> **THE RECORDS**
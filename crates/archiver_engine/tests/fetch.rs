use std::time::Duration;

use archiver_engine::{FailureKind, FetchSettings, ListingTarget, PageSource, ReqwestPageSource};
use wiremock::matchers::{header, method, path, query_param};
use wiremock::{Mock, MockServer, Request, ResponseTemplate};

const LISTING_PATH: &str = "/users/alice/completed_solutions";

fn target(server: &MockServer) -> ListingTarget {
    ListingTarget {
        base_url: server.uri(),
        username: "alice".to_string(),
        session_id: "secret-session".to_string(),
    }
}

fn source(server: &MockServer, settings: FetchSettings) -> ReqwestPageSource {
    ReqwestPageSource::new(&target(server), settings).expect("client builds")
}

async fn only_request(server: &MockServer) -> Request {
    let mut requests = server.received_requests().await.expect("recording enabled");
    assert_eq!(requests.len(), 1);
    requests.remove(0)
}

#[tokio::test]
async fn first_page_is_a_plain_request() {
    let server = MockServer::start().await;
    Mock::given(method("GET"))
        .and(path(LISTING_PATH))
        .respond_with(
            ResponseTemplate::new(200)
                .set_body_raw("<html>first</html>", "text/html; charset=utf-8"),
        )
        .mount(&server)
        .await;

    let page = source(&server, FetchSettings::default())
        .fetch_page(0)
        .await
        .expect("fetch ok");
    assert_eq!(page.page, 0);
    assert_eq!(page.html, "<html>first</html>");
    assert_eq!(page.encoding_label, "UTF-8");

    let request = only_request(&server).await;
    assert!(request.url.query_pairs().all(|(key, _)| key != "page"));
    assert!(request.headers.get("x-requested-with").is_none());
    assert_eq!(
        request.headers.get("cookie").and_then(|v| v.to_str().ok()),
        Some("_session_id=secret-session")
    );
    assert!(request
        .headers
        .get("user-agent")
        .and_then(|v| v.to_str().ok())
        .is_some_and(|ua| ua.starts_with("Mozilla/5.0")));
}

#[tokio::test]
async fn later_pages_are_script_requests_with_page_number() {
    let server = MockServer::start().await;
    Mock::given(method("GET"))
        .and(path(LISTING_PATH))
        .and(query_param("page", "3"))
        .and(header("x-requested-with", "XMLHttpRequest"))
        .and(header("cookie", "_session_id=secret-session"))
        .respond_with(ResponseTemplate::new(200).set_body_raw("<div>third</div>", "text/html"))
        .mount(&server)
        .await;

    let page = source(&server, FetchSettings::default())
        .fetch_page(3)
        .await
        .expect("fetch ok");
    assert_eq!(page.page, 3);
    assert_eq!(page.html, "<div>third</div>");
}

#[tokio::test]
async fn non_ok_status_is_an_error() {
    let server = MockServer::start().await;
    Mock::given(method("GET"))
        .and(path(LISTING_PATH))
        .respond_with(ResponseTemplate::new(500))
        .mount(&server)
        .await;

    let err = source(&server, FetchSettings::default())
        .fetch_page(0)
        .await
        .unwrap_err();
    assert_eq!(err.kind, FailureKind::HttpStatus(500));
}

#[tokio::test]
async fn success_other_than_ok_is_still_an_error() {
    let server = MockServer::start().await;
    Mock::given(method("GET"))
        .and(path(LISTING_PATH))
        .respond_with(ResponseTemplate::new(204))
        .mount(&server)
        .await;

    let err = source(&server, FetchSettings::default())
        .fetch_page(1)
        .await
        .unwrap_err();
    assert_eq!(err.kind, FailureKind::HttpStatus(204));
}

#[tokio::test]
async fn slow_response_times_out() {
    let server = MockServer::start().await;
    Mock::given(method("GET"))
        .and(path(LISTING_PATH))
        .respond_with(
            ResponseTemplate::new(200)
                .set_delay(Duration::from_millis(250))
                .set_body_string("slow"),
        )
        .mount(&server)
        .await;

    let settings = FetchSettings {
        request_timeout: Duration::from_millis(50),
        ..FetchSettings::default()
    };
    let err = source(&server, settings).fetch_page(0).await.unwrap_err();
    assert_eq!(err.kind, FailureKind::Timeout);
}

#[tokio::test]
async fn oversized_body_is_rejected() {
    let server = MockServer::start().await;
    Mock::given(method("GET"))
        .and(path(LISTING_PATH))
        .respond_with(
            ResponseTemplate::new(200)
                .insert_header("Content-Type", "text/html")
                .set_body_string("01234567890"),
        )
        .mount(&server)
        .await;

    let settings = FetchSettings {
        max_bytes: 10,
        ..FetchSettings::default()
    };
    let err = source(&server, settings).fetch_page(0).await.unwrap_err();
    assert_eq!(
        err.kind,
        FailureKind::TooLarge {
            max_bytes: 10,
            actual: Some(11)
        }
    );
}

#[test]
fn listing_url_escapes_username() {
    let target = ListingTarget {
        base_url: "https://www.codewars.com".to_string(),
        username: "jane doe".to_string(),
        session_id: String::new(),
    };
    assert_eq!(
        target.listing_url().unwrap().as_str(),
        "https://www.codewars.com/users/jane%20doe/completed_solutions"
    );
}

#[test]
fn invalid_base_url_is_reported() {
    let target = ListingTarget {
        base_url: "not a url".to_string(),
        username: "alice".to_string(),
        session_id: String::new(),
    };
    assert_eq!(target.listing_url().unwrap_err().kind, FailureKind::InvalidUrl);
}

> **TASK TO CARRY OUT**
The required output is the stretch of entries above from the line containing "assert_eq!(err.kind, FailureKind::HttpStatus(500));" through the line containing "async fn oversized_body_is_rejected()", reproduced exactly.

> **ANSWER TO THIS TASK**
    assert_eq!(err.kind, FailureKind::HttpStatus(500));
}

#[tokio::test]
async fn success_other_than_ok_is_still_an_error() {
    let server = MockServer::start().await;
    Mock::given(method("GET"))
        .and(path(LISTING_PATH))
        .respond_with(ResponseTemplate::new(204))
        .mount(&server)
        .await;

    let err = source(&server, FetchSettings::default())
        .fetch_page(1)
        .await
        .unwrap_err();
    assert_eq!(err.kind, FailureKind::HttpStatus(204));
}

#[tokio::test]
async fn slow_response_times_out() {
    let server = MockServer::start().await;
    Mock::given(method("GET"))
        .and(path(LISTING_PATH))
        .respond_with(
            ResponseTemplate::new(200)
                .set_delay(Duration::from_millis(250))
                .set_body_string("slow"),
        )
        .mount(&server)
        .await;

    let settings = FetchSettings {
        request_timeout: Duration::from_millis(50),
        ..FetchSettings::default()
    };
    let err = source(&server, settings).fetch_page(0).await.unwrap_err();
    assert_eq!(err.kind, FailureKind::Timeout);
}

#[tokio::test]
async fn oversized_body_is_rejected() {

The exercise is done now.